===== Given records =====
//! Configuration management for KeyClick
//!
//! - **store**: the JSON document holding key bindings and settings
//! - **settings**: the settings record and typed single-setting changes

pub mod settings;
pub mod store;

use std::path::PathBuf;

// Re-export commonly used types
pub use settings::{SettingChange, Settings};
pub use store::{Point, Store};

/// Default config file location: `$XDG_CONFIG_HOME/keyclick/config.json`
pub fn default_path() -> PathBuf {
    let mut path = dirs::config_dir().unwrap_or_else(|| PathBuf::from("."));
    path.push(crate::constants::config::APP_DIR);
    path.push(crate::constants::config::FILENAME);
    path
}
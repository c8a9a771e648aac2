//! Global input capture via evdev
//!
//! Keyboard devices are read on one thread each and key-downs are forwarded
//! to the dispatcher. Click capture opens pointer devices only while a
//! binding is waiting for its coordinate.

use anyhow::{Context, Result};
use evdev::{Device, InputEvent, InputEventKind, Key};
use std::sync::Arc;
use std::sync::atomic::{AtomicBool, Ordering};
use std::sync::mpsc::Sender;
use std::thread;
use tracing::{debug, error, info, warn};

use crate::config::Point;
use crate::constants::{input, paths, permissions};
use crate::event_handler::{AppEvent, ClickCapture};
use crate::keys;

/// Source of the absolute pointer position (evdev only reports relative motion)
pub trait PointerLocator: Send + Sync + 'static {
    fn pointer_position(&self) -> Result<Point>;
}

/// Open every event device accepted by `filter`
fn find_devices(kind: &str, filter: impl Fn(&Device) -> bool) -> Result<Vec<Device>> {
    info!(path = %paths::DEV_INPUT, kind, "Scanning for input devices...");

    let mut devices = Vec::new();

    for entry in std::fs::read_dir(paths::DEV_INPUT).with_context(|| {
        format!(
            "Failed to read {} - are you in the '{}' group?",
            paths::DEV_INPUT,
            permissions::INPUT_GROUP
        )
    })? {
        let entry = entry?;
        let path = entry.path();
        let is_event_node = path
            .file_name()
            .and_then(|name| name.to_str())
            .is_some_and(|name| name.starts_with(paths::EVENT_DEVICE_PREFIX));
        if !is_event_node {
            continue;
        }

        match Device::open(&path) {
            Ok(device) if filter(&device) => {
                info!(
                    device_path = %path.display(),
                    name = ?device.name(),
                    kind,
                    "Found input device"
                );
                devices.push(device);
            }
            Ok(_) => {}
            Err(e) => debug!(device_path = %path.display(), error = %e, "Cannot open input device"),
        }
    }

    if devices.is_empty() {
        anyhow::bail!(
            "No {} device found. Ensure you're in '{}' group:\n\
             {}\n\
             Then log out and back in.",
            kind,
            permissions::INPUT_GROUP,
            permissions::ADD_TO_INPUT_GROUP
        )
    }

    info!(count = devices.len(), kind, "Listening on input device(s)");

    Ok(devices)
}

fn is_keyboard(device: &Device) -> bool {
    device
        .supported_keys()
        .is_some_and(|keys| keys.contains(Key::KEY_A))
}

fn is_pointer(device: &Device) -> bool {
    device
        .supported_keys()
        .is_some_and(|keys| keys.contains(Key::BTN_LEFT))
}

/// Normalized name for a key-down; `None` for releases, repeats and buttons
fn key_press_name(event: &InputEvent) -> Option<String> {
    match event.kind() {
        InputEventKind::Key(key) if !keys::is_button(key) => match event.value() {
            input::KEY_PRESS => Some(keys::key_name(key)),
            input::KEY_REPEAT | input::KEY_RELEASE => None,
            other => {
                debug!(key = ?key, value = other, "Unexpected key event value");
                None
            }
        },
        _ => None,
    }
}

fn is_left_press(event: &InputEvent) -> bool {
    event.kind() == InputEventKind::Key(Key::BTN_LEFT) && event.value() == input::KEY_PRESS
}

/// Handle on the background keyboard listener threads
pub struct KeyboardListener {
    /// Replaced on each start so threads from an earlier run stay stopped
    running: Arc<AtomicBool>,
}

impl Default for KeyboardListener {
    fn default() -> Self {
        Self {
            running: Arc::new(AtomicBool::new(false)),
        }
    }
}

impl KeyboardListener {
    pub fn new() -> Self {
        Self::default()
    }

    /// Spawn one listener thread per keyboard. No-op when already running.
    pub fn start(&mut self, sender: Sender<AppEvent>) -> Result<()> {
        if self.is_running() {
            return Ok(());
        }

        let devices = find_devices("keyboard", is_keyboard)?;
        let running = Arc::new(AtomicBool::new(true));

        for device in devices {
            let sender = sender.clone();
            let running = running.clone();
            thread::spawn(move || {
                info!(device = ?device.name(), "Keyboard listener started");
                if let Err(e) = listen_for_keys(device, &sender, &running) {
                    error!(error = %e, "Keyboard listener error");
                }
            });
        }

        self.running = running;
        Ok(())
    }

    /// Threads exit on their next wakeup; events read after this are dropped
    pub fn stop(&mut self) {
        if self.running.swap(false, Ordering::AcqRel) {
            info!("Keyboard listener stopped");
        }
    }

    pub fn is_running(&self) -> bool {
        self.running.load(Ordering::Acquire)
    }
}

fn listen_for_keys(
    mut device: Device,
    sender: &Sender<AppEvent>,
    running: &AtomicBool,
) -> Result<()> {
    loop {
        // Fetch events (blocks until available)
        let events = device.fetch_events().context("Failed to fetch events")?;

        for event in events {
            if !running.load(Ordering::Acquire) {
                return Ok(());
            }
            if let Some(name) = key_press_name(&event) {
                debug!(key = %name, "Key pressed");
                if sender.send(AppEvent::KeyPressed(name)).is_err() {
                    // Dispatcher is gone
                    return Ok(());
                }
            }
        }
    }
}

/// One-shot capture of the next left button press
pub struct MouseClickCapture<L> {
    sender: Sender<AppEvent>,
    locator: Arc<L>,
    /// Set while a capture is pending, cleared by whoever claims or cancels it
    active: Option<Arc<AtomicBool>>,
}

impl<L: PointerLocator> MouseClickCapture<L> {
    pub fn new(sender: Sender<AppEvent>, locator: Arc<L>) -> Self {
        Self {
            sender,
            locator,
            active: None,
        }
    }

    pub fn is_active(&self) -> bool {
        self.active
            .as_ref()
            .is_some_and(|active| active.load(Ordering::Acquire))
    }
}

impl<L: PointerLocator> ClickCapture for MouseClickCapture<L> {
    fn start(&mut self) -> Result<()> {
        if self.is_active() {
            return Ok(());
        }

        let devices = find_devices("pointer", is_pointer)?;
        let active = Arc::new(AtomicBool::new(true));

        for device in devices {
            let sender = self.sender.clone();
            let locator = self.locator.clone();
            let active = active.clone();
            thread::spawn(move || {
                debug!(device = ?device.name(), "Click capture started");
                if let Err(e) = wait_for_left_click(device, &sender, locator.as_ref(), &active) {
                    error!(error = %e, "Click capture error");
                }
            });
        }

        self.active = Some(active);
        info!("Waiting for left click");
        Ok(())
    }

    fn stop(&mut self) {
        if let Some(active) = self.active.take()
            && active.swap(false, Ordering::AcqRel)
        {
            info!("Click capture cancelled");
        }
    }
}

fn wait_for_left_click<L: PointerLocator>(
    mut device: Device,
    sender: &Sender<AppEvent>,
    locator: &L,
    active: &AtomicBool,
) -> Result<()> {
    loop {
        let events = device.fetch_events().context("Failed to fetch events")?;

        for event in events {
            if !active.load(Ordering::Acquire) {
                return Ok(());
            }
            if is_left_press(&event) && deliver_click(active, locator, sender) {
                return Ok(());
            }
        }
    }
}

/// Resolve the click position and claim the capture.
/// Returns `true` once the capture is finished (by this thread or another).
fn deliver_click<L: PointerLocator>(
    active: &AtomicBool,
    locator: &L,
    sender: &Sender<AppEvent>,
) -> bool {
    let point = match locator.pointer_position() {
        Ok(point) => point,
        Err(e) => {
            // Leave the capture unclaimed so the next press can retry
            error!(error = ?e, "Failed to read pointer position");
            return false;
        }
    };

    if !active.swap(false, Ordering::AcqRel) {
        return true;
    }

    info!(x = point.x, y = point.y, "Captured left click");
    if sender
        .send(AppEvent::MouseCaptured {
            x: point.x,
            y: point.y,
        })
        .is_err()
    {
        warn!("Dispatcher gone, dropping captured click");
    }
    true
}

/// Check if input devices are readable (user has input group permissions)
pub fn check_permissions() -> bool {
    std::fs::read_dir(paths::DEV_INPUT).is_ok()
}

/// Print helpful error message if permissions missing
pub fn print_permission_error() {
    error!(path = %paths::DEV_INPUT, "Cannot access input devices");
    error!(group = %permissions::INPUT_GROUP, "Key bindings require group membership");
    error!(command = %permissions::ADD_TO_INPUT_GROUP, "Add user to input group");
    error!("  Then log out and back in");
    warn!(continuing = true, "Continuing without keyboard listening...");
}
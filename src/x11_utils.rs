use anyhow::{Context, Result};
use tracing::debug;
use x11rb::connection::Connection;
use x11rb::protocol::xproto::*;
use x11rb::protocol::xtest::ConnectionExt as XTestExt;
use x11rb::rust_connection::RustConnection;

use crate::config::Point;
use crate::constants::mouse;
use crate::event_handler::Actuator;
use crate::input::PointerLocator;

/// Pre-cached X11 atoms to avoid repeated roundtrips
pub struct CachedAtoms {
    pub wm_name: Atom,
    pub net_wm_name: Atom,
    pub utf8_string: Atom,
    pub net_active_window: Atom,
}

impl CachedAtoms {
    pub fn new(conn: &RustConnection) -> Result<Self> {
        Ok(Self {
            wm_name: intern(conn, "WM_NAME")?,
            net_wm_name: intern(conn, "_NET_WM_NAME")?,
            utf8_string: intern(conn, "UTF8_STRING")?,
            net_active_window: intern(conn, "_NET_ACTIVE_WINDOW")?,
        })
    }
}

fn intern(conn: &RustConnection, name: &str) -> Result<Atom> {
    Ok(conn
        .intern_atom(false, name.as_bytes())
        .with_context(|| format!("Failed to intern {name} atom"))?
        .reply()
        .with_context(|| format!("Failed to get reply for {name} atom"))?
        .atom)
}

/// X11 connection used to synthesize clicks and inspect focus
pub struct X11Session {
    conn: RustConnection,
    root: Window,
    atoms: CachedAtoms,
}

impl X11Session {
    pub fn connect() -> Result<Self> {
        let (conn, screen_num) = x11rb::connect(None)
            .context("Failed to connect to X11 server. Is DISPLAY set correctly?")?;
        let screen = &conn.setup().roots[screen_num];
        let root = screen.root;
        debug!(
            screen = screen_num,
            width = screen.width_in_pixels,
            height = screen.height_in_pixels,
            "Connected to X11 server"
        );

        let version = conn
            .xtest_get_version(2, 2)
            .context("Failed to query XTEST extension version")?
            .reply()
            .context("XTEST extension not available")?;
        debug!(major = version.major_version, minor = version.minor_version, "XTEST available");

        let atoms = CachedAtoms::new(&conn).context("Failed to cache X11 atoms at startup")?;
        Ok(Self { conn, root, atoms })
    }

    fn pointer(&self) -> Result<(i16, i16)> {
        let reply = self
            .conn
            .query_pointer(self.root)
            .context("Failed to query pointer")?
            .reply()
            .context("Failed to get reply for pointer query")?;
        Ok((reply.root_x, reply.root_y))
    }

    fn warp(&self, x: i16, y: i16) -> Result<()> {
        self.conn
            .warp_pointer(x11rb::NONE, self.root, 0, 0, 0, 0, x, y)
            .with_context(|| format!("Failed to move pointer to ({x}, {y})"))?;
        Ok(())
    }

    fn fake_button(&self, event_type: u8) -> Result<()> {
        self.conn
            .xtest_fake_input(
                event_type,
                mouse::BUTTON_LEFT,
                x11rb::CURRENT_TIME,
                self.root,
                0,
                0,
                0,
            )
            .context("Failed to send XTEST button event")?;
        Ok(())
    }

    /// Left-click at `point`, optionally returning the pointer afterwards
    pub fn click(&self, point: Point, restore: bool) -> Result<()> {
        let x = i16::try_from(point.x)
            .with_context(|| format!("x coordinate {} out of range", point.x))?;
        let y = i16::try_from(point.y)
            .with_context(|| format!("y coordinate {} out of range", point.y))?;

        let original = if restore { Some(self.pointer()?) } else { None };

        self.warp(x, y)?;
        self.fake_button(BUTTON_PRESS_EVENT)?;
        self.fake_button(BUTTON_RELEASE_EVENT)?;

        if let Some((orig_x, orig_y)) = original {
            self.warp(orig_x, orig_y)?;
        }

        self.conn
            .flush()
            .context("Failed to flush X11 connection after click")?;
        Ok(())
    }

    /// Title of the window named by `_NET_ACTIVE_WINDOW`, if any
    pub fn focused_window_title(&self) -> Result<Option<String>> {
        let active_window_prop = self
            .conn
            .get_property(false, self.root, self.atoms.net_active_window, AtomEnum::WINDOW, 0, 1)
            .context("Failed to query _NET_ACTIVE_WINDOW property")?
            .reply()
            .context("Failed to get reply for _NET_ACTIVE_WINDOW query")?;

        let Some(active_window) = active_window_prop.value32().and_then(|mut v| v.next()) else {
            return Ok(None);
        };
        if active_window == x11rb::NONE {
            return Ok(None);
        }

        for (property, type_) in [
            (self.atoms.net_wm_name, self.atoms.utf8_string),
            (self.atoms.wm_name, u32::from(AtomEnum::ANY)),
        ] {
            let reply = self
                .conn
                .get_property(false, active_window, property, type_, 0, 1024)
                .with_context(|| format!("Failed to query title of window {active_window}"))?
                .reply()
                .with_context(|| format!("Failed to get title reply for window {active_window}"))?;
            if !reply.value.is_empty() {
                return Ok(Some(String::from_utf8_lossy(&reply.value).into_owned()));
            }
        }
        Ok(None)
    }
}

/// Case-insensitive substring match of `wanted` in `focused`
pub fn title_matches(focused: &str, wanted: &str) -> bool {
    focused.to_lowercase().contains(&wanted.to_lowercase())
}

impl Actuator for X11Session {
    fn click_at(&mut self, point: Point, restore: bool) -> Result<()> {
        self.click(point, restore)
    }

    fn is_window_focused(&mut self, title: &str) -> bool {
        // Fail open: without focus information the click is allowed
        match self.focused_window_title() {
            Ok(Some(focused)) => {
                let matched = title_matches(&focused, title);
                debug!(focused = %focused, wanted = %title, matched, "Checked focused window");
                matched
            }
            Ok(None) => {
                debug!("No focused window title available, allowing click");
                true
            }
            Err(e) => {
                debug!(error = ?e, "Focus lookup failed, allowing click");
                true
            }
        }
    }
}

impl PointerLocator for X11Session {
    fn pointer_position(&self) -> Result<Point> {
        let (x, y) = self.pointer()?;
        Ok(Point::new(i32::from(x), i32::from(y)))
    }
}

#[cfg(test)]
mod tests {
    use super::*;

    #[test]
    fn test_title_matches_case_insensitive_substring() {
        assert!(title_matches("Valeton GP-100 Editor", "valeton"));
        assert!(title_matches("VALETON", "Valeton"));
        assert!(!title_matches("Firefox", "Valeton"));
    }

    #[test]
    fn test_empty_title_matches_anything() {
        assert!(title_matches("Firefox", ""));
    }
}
=====
→ **Problem to solve**
Every line that holds the word "clone" should be copied from the records.

→ **Solution**
            let sender = sender.clone();
            let running = running.clone();
            let sender = self.sender.clone();
            let locator = self.locator.clone();
            let active = active.clone();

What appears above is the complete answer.